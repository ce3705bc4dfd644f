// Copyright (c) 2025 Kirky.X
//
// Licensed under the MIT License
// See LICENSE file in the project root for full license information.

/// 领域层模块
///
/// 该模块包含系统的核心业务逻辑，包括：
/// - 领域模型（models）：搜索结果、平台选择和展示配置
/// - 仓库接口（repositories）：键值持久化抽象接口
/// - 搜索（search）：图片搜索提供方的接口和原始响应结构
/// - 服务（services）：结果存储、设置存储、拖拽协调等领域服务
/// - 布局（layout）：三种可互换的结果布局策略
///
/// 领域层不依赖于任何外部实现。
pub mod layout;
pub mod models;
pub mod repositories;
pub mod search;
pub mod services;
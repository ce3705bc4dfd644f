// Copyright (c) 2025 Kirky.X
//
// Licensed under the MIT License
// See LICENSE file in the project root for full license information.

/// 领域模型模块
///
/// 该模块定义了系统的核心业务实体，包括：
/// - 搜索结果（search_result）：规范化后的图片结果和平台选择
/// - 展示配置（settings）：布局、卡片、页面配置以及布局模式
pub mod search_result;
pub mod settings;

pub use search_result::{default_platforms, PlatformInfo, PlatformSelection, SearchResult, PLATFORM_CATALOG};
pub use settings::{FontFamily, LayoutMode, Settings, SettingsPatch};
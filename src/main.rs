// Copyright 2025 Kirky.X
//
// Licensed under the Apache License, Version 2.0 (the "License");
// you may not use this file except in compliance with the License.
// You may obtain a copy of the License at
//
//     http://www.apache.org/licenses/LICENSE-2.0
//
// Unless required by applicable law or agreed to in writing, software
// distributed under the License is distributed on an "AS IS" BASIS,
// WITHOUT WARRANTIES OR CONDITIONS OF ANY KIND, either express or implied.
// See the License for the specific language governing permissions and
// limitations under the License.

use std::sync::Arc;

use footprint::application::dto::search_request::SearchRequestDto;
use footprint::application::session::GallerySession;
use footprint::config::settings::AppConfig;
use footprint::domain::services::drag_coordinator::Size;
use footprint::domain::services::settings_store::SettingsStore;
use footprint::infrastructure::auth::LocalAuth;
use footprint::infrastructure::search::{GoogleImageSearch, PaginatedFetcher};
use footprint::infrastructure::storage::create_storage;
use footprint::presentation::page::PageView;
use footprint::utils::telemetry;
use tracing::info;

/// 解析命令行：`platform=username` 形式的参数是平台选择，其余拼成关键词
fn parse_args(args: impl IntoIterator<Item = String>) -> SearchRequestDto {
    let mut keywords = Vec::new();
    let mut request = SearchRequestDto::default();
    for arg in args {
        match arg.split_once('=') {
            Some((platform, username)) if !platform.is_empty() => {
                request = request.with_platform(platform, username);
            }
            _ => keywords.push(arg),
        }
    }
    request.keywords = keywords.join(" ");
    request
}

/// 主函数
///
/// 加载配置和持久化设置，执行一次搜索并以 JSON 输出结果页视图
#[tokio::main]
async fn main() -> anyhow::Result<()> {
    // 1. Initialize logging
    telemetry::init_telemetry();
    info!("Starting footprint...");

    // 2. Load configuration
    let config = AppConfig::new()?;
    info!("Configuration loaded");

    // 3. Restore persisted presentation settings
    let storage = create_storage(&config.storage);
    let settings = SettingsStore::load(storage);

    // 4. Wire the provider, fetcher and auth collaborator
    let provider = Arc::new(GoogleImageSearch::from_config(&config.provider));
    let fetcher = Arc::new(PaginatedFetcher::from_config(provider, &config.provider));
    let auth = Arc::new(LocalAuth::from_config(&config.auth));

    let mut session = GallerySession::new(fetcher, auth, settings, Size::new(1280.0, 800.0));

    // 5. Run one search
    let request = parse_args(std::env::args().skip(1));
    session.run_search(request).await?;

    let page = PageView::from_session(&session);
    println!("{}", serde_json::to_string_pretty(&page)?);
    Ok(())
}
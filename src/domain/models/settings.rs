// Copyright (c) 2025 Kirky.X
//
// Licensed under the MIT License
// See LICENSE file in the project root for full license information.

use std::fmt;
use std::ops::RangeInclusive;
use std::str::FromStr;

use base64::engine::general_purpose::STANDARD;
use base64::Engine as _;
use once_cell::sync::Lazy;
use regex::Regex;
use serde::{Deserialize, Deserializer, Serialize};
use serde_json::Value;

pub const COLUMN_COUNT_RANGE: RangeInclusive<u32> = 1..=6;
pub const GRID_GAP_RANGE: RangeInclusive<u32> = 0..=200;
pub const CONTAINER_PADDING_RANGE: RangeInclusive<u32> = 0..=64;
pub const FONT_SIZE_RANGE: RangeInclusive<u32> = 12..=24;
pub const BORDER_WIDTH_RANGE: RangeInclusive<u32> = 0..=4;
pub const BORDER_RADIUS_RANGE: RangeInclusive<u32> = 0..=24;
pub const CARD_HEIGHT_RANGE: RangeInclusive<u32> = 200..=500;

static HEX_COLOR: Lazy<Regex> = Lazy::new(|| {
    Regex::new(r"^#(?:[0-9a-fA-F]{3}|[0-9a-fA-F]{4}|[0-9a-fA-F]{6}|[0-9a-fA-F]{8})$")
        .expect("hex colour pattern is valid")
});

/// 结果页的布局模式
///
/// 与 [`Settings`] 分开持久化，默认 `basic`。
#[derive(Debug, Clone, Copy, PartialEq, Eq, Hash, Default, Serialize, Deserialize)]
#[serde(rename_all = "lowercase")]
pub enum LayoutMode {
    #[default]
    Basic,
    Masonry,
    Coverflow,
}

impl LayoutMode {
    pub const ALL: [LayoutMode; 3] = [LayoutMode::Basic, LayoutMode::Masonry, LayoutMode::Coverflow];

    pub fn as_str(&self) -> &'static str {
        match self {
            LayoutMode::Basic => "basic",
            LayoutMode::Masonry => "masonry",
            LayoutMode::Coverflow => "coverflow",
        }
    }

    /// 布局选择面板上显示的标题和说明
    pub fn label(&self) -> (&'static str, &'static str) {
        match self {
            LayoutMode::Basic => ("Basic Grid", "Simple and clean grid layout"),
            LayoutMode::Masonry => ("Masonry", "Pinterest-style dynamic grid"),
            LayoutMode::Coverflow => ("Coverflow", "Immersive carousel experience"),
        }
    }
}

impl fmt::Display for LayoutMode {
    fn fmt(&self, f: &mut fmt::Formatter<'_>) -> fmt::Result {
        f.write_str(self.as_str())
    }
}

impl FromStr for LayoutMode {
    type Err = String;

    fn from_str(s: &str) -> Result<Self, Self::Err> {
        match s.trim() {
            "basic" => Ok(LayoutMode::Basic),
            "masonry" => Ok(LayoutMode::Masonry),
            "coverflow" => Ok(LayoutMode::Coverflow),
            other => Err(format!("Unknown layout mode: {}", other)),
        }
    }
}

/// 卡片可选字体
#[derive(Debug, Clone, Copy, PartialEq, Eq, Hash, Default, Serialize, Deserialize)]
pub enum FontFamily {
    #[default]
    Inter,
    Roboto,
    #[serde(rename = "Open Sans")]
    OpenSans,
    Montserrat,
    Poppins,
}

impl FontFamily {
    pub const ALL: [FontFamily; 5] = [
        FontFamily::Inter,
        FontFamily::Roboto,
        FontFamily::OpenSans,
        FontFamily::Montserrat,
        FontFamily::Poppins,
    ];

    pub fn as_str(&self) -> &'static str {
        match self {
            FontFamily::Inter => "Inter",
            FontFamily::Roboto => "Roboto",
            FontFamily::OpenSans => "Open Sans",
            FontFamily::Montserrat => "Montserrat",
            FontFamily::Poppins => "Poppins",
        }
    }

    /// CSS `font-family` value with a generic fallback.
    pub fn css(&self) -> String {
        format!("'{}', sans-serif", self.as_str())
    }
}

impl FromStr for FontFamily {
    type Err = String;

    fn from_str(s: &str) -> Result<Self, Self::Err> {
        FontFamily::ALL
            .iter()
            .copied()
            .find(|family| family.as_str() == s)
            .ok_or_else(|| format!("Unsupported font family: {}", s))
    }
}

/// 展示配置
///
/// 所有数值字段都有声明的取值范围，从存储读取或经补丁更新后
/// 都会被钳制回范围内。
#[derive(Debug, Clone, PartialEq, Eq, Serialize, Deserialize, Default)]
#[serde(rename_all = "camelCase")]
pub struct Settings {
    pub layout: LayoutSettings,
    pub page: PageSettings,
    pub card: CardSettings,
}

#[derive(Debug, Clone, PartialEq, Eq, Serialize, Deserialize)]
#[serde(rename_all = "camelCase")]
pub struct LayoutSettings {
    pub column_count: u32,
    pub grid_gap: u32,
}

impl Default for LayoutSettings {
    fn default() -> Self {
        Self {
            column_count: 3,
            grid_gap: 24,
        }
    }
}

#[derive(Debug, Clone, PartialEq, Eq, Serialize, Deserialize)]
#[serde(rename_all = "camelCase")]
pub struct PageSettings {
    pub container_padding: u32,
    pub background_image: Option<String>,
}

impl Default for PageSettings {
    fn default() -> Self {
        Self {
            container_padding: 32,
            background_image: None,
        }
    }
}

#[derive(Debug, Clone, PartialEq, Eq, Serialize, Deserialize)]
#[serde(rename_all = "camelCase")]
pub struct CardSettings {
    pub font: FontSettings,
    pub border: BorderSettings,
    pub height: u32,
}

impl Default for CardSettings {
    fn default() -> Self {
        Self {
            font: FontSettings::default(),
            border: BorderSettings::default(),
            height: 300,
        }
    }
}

^^^^

# [Work request]
Which lines of the records hold the string "domain"? Copy each one.

# [Written response]
use footprint::domain::services::drag_coordinator::Size;
use footprint::domain::services::settings_store::SettingsStore;
filename src/domain/models/settings.rs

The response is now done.